En los tiempos que corren, escuchar que un monarca o un político participa en una cacería resulta muy irritante, más sabiendo que el monarca lo es de un país que está en la ruina y sus servicios públicos en un claro retroceso. Si además este monarca es socio honorario de alguna asociación para la defensa de los animales (WWF), la cosa ya raya en el escándalo. No importa demasiado si le han invitado o ha pagado de su sueldo la cacería, es sencillamente intolerable. Las excentricidades del monarca han ido demasiado lejos y no se pueden tolerar, porque al fin y al cabo, es un empleado público al que pagamos el sueldo para que, a nuestro pesar,  nos represente en el mundo. Y no creo que la mayoría de las gentes de este país le guste tener un monarca que se dedica a ir por África asesinando elefantes, se lo paguen o no.

     Parece ser, que una de las aficiones favoritas de los hombres del poder es jugar con las armas; les encanta andar por ahí matando animales o enseñando a sus hijos a utilizar las armas de fuego. Se que es una generalización tendenciosa, pero quizás esta sea una prueba del tipo de personajes que acceden al poder. Porque se necesita tener muy pocos escrúpulos y una falta total respeto por la vida para abatir a distancia, y de forma cobarde a un animal, que ante un arma de gran calibre no tiene ninguna defensa posible, más aun, si como se dice, es el rifle más caro que se pueda comprar. ¿Que mérito tiene tal hazaña, sino la de reafirmar su condición de poder sobre los demás? Porque tanto se me da que sea animal u hombre el muerto, al fin y al cabo es un ser vivo. Y por mucho que se diga, las personas que se dedican a la caza, por el simple placer de matar, son asesinos sin escrúpulos. Esto no tiene nada que ver con una necesidad para comer, es una forma de realce del ego, una ostentación de poder, que para nada está en concordancia con un ser humano evolucionado. Quizás sea ya el tiempo de que este hombre renuncie a los privilegios que le da su cargo y dedique su vida a ir por el mundo pegando tiros, allá el y su karma. Al menos así no sería con mi dinero, ni representándome.  Y por supuesto, sería un gasto menos, que con los tiempos que corren, buena falta hace quitar gastos inútiles.
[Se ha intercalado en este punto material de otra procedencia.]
//! One-shot flash messages carried in a cookie across the redirect after a
//! mutation. The next rendered page reads the message and clears the cookie.

use axum_extra::extract::cookie::{Cookie, CookieJar};

const FLASH_COOKIE: &str = "bandstand_flash";

/// Queue a message for the next rendered page.
pub fn set_flash(jar: CookieJar, message: &str) -> CookieJar {
    let encoded = urlencoding::encode(message).into_owned();
    jar.add(
        Cookie::build((FLASH_COOKIE, encoded))
            .path("/")
            .http_only(true)
            .build(),
    )
}

/// Read and clear the pending message, if any.
pub fn take_flash(jar: CookieJar) -> (CookieJar, Option<String>) {
    let message = jar.get(FLASH_COOKIE).map(|cookie| {
        urlencoding::decode(cookie.value())
            .map(|decoded| decoded.into_owned())
            .unwrap_or_default()
    });
    let jar = jar.remove(Cookie::build(FLASH_COOKIE).path("/").build());
    (jar, message)
}
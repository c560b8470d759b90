//! Request logging middleware

use super::super::state::ServerState;
use axum::extract::State;
use axum::{body::Body, http::Request, middleware::Next, response::IntoResponse};
use std::time::Instant;
use tracing::info;

#[derive(PartialEq, PartialOrd, Clone, Debug, Default, clap::ValueEnum)]
pub enum RequestsLoggingLevel {
    None,
    #[default]
    Path,
    Headers,
}

impl std::fmt::Display for RequestsLoggingLevel {
    fn fmt(&self, f: &mut std::fmt::Formatter<'_>) -> std::fmt::Result {
        write!(f, "{:?}", self)
    }
}

pub async fn log_requests(
    State(state): State<ServerState>,
    request: Request<Body>,
    next: Next,
) -> impl IntoResponse {
    let level = state.config.requests_logging_level.clone();

    let start = Instant::now();
    let method = request.method().to_string();
    let uri = request.uri().to_string();

    if level > RequestsLoggingLevel::None {
        info!(">>> {} {}", method, uri);
    }

    if level >= RequestsLoggingLevel::Headers {
        info!("  Req Headers:");
        for header in request.headers().iter() {
            info!("    {:?}: {:?}", header.0, header.1);
        }
    }

    let response = next.run(request).await;

    if level >= RequestsLoggingLevel::Headers {
        info!("  Resp Headers:");
        for header in response.headers().iter() {
            info!("    {:?}: {:?}", header.0, header.1);
        }
    }

    if level > RequestsLoggingLevel::None {
        info!("<<< {} ({}ms)", response.status().as_u16(), start.elapsed().as_millis());
    }

    response
}
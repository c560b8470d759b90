//! Optional TOML file configuration, merged under CLI arguments (CLI wins).

use anyhow::{Context, Result};
use serde::Deserialize;
use std::path::Path;

#[derive(Debug, Deserialize, Default)]
#[serde(default)]
pub struct FileConfig {
    pub database: Option<String>,
    pub port: Option<u16>,
    pub logging_level: Option<String>,
}

impl FileConfig {
    pub fn load(path: &Path) -> Result<Self> {
        let content = std::fs::read_to_string(path)
            .with_context(|| format!("Failed to read config file: {:?}", path))?;
        toml::from_str(&content).with_context(|| format!("Failed to parse config file: {:?}", path))
    }
}

#[cfg(test)]
mod tests {
    use super::*;
    use std::io::Write;

    #[test]
    fn loads_partial_config() {
        let mut file = tempfile::NamedTempFile::new().unwrap();
        writeln!(file, "database = \"/var/lib/bandstand/directory.db\"").unwrap();
        writeln!(file, "port = 5050").unwrap();

        let config = FileConfig::load(file.path()).unwrap();
        assert_eq!(
            config.database.as_deref(),
            Some("/var/lib/bandstand/directory.db")
        );
        assert_eq!(config.port, Some(5050));
        assert!(config.logging_level.is_none());
    }

    #[test]
    fn missing_file_is_an_error() {
        assert!(FileConfig::load(Path::new("/no/such/bandstand.toml")).is_err());
    }

    #[test]
    fn malformed_toml_is_an_error() {
        let mut file = tempfile::NamedTempFile::new().unwrap();
        writeln!(file, "port = \"not a number").unwrap();
        assert!(FileConfig::load(file.path()).is_err());
    }
}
     Por otra parte, ahora en WWF se ponen bravos y amenazan con el título de socio honorario al monarca, ¿Pero a caso ellos no sabían que era un cazador de caza mayor cuando se lo dieron? Esta organización nos tiene acostumbrados a muchas incongruencias y contradicciones. Se aprovechó de la mentira y aun lo hace,  del cambio climático, una mentira sostenida con informes falsos. Una de tantas maquinaciones para generar dinero de la nada. Y ahora, para justificar su existencia, amenazan al cazador al que antes le dieron el título porque les convenía. Tan culpable es el cazador como estos ecologistas de billetera llena.
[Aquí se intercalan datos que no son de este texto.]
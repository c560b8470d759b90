//! Show start-time handling: canonical storage format, human display
//! formatting, and the past/upcoming classification used by detail views.
//!
//! Classification is pure; the reference instant is always passed in by the
//! caller, so handlers supply the wall clock and tests supply fixed instants.

use chrono::{NaiveDateTime, ParseError};

/// Canonical text representation of a show start time in the database.
/// Zero-padded, so lexicographic order equals chronological order.
pub const STORAGE_FORMAT: &str = "%Y-%m-%d %H:%M:%S";

/// HTML `datetime-local` inputs submit this shape.
const DATETIME_LOCAL_FORMAT: &str = "%Y-%m-%dT%H:%M";

pub fn parse_start_time(s: &str) -> Result<NaiveDateTime, ParseError> {
    NaiveDateTime::parse_from_str(s, STORAGE_FORMAT)
        .or_else(|_| NaiveDateTime::parse_from_str(s, DATETIME_LOCAL_FORMAT))
}

pub fn format_start_time(t: NaiveDateTime) -> String {
    t.format(STORAGE_FORMAT).to_string()
}

/// Human-readable form used on rendered pages, e.g. "Fri Jun 15, 2035 8:00PM".
pub fn display_start_time(t: NaiveDateTime) -> String {
    t.format("%a %b %-d, %Y %-I:%M%p").to_string()
}

/// A show starting exactly at the reference instant counts as past.
pub fn is_upcoming(start_time: NaiveDateTime, now: NaiveDateTime) -> bool {
    start_time > now
}

pub trait HasStartTime {
    fn start_time(&self) -> NaiveDateTime;
}

impl HasStartTime for crate::directory_store::VenueShow {
    fn start_time(&self) -> NaiveDateTime {
        self.start_time
    }
}

impl HasStartTime for crate::directory_store::ArtistShow {
    fn start_time(&self) -> NaiveDateTime {
        self.start_time
    }
}

/// Shows split by the classification rule, each side in the order the input
/// arrived (query order; no chronological sort is promised).
#[derive(Clone, Debug, Default, PartialEq)]
pub struct Partition<T> {
    pub past: Vec<T>,
    pub upcoming: Vec<T>,
}

impl<T> Partition<T> {
    pub fn past_count(&self) -> usize {
        self.past.len()
    }

    pub fn upcoming_count(&self) -> usize {
        self.upcoming.len()
    }
}

pub fn partition<T: HasStartTime>(shows: Vec<T>, now: NaiveDateTime) -> Partition<T> {
    let mut result = Partition {
        past: Vec::new(),
        upcoming: Vec::new(),
    };
    for show in shows {
        if is_upcoming(show.start_time(), now) {
            result.upcoming.push(show);
        } else {
            result.past.push(show);
        }
    }
    result
}

#[cfg(test)]
mod tests {
    use super::*;

    struct Stub(NaiveDateTime);

    impl HasStartTime for Stub {
        fn start_time(&self) -> NaiveDateTime {
            self.0
        }
    }

    fn t(s: &str) -> NaiveDateTime {
        parse_start_time(s).unwrap()
    }

    #[test]
    fn parses_canonical_format() {
        let parsed = t("2035-04-01 20:30:00");
        assert_eq!(format_start_time(parsed), "2035-04-01 20:30:00");
    }

    #[test]
    fn parses_datetime_local_format() {
        let parsed = t("2035-04-01T20:30");
        assert_eq!(format_start_time(parsed), "2035-04-01 20:30:00");
    }

    #[test]
    fn rejects_garbage() {
        assert!(parse_start_time("next friday").is_err());
        assert!(parse_start_time("2035-13-01 20:30:00").is_err());
    }

    #[test]
    fn strictly_later_is_upcoming() {
        let now = t("2026-01-01 12:00:00");
        assert!(is_upcoming(t("2026-01-01 12:00:01"), now));
        assert!(!is_upcoming(t("2026-01-01 11:59:59"), now));
    }

    #[test]
    fn start_equal_to_now_is_past() {
        let now = t("2026-01-01 12:00:00");
        assert!(!is_upcoming(now, now));
    }

    #[test]
    fn partition_is_exclusive_and_exhaustive() {
        let now = t("2026-01-01 12:00:00");
        let shows = vec![
            Stub(t("2020-05-21 21:30:00")),
            Stub(t("2026-01-01 12:00:00")),
            Stub(t("2035-04-01 20:00:00")),
            Stub(t("2035-04-08 20:00:00")),
        ];
        let total = shows.len();
        let split = partition(shows, now);
        assert_eq!(split.past_count(), 2);
        assert_eq!(split.upcoming_count(), 2);
        assert_eq!(split.past_count() + split.upcoming_count(), total);
    }

    #[test]
    fn partition_preserves_input_order() {
        let now = t("2026-01-01 12:00:00");
        let shows = vec![
            Stub(t("2035-04-08 20:00:00")),
            Stub(t("2035-04-01 20:00:00")),
        ];
        let split = partition(shows, now);
        assert_eq!(
            split.upcoming[0].0,
            t("2035-04-08 20:00:00"),
            "later show listed first because the query returned it first"
        );
    }

    #[test]
    fn storage_format_sorts_chronologically() {
        let earlier = format_start_time(t("2026-01-02 09:00:00"));
        let later = format_start_time(t("2026-01-10 09:00:00"));
        assert!(earlier < later);
    }
}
     Me resulta difícil tener esperanza de que algún día, sin pasar una gran catástrofe, la humanidad se de cuenta que no podemos seguir por este camino. Nos hemos convertido en una plaga para este planeta. Incapaces de adaptarnos al medio, y sin saber cual es el objetivo de nuestra existencia, hemos optado por adaptar el entorno a nuestra comodidad, vicios y placeres; olvidando que existe un orden natural de las cosas, el mismo que pondrá coto a nuestra vanidad.